use appfetch_e2e_tests::{
    SOURCES, build_params, fetch_params, init_tracing, listing_body, mock_file, mock_listing,
    remote_settings, validate_params,
};
use appfetch_lib::cli::{run_build, run_fetch, run_validate};
use appfetch_lib::error::{AppFetchError, ValidationError};
use assert_fs::TempDir;
use assert_fs::prelude::*;
use httpmock::prelude::*;
use predicates::prelude::*;

const APP_PY: &[u8] = b"import requests\nprint('hello')\n";

async fn serve_app<'a>(server: &'a MockServer, requirements: &str) -> Vec<httpmock::Mock<'a>> {
    let files: [(&str, &[u8]); 4] = [
        ("files/bucket/apps/demo/a.txt", b"alpha"),
        ("files/bucket/apps/demo/sub/b.txt", b"bravo\n"),
        ("files/bucket/apps/demo/app.py", APP_PY),
        (
            "files/bucket/apps/demo/requirements.txt",
            requirements.as_bytes(),
        ),
    ];
    let urls: Vec<&str> = files.iter().map(|(url, _)| *url).collect();

    let mut mocks = vec![mock_listing(server, &listing_body("FOLDER", &urls, None)).await];
    for (url, content) in files {
        mocks.push(mock_file(server, url, content).await);
    }
    mocks
}

#[tokio::test]
async fn test_build_mirrors_and_accepts_allowed_requirements() {
    init_tracing();

    let server = MockServer::start_async().await;
    let mocks = serve_app(&server, "# pinned\nrequests==2.0\n").await;
    let target = TempDir::new().unwrap();

    let result = run_build(build_params(&server, target.path(), "requests")).await;
    assert!(result.is_ok(), "Build should succeed: {result:?}");

    target.child("a.txt").assert("alpha");
    target.child("sub/b.txt").assert("bravo\n");
    target.child("app.py").assert(predicate::path::is_file());
    target
        .child("requirements.txt")
        .assert(predicate::str::contains("requests==2.0"));

    for mock in &mocks {
        mock.assert_async().await;
    }
}

#[tokio::test]
async fn test_build_rejects_forbidden_package_after_downloading() {
    init_tracing();

    let server = MockServer::start_async().await;
    let _mocks = serve_app(&server, "flask==2.0\n").await;
    let target = TempDir::new().unwrap();

    let err = run_build(build_params(&server, target.path(), "requests"))
        .await
        .unwrap_err();

    assert_eq!(
        err.as_validation(),
        Some(&ValidationError::ForbiddenPackage {
            package: "flask".to_string()
        })
    );
    assert_eq!(
        err.as_validation().map(ValidationError::log_line).as_deref(),
        Some("AppValidationException: Package 'flask' is forbidden.")
    );

    target.child("a.txt").assert("alpha");
    target.child("sub/b.txt").assert("bravo\n");
}

#[tokio::test]
async fn test_continuation_token_is_followed() {
    init_tracing();

    let server = MockServer::start_async().await;
    let listing_path = format!("/v1/metadata/{SOURCES}");
    let first_url = "files/bucket/apps/demo/a.txt";
    let second_url = "files/bucket/apps/demo/sub/b.txt";

    // Registered first so that it wins over the untokenized page for requests
    // carrying the token.
    let second_page = server
        .mock_async(|when, then| {
            when.method(GET)
                .path(listing_path.clone())
                .query_param("recursive", "true")
                .query_param("token", "t1");
            then.status(200)
                .json_body(listing_body("FOLDER", &[second_url], None));
        })
        .await;
    let first_page = server
        .mock_async(|when, then| {
            when.method(GET)
                .path(listing_path.clone())
                .query_param("recursive", "true");
            then.status(200)
                .json_body(listing_body("FOLDER", &[first_url], Some("t1")));
        })
        .await;
    let first_file = mock_file(&server, first_url, b"alpha").await;
    let second_file = mock_file(&server, second_url, b"bravo\n").await;
    let target = TempDir::new().unwrap();

    let summary = run_fetch(fetch_params(&server, target.path()))
        .await
        .unwrap();

    assert_eq!(summary.pages, 2);
    assert_eq!(summary.files, 2);
    target.child("a.txt").assert("alpha");
    target.child("sub/b.txt").assert("bravo\n");
    first_page.assert_hits_async(1).await;
    second_page.assert_hits_async(1).await;
    first_file.assert_async().await;
    second_file.assert_async().await;
}

#[tokio::test]
async fn test_listing_that_is_not_a_folder_fails_validation() {
    init_tracing();

    let server = MockServer::start_async().await;
    let listing = mock_listing(&server, &listing_body("ITEM", &[], None)).await;
    let target = TempDir::new().unwrap();

    let err = run_fetch(fetch_params(&server, target.path()))
        .await
        .unwrap_err();

    assert!(matches!(
        err.as_validation(),
        Some(ValidationError::SourcesNotAFolder { .. })
    ));
    assert_eq!(err.to_string(), "Sources path must be a folder");
    listing.assert_async().await;
}

#[tokio::test]
async fn test_listing_error_status_aborts() {
    init_tracing();

    let server = MockServer::start_async().await;
    server
        .mock_async(|when, then| {
            when.method(GET).path(format!("/v1/metadata/{SOURCES}"));
            then.status(403);
        })
        .await;
    let target = TempDir::new().unwrap();

    let err = run_fetch(fetch_params(&server, target.path()))
        .await
        .unwrap_err();

    assert!(
        matches!(err, AppFetchError::Transport { status, .. } if status.as_u16() == 403),
        "unexpected error: {err:?}"
    );
}

#[tokio::test]
async fn test_missing_file_aborts_the_run() {
    init_tracing();

    let server = MockServer::start_async().await;
    let urls = [
        "files/bucket/apps/demo/a.txt",
        "files/bucket/apps/demo/missing.txt",
        "files/bucket/apps/demo/z.txt",
    ];
    mock_listing(&server, &listing_body("FOLDER", &urls, None)).await;
    mock_file(&server, urls[0], b"alpha").await;
    let last = mock_file(&server, urls[2], b"zulu").await;
    server
        .mock_async(|when, then| {
            when.method(GET).path(format!("/v1/{}", urls[1]));
            then.status(404);
        })
        .await;
    let target = TempDir::new().unwrap();

    let err = run_fetch(fetch_params(&server, target.path()))
        .await
        .unwrap_err();

    assert!(
        matches!(err, AppFetchError::Transport { status, .. } if status.as_u16() == 404),
        "unexpected error: {err:?}"
    );
    target.child("a.txt").assert("alpha");
    target.child("z.txt").assert(predicate::path::missing());
    last.assert_hits_async(0).await;
}

#[tokio::test]
async fn test_auth_headers_sent_on_every_request() {
    init_tracing();

    let server = MockServer::start_async().await;
    let file_url = "files/bucket/apps/demo/app.py";
    let listing = server
        .mock_async(|when, then| {
            when.method(GET)
                .path(format!("/v1/metadata/{SOURCES}"))
                .header("api-key", "key-123")
                .header("authorization", "Bearer token-456");
            then.status(200)
                .json_body(listing_body("FOLDER", &[file_url], None));
        })
        .await;
    let file = server
        .mock_async(|when, then| {
            when.method(GET)
                .path(format!("/v1/{file_url}"))
                .header("api-key", "key-123")
                .header("authorization", "Bearer token-456");
            then.status(200).body(APP_PY);
        })
        .await;
    let target = TempDir::new().unwrap();

    let mut params = fetch_params(&server, target.path());
    params.remote = remote_settings(&server, Some("key-123"), Some("token-456"));
    let summary = run_fetch(params).await.unwrap();

    assert_eq!(summary.pages, 1);
    assert_eq!(summary.files, 1);
    assert_eq!(summary.bytes, APP_PY.len() as u64);
    listing.assert_async().await;
    file.assert_async().await;
}

#[tokio::test]
async fn test_validate_existing_directory() {
    init_tracing();

    let target = TempDir::new().unwrap();
    target.child("app.py").write_binary(APP_PY).unwrap();
    target
        .child("requirements.txt")
        .write_str("requests[security]>=2.0,<3 ; python_version >= \"3.8\"\n")
        .unwrap();

    run_validate(&validate_params(target.path(), "requests")).unwrap();

    let err = run_validate(&validate_params(target.path(), "numpy")).unwrap_err();
    assert_eq!(err.to_string(), "Package 'requests' is forbidden.");
}

#[tokio::test]
async fn test_validate_creates_missing_requirements_file() {
    init_tracing();

    let target = TempDir::new().unwrap();
    target.child("app.py").touch().unwrap();

    run_validate(&validate_params(target.path(), "requests")).unwrap();

    target
        .child("requirements.txt")
        .assert(predicate::path::is_file());
    target.child("requirements.txt").assert("");
}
************
** Problem details **
Only one span is wanted. It runs from the first line of the listing through the line with "const APP_PY: &[u8]", and each line must match exactly.

** Task solution **
use appfetch_e2e_tests::{
    SOURCES, build_params, fetch_params, init_tracing, listing_body, mock_file, mock_listing,
    remote_settings, validate_params,
};
use appfetch_lib::cli::{run_build, run_fetch, run_validate};
use appfetch_lib::error::{AppFetchError, ValidationError};
use assert_fs::TempDir;
use assert_fs::prelude::*;
use httpmock::prelude::*;
use predicates::prelude::*;

const APP_PY: &[u8] = b"import requests\nprint('hello')\n";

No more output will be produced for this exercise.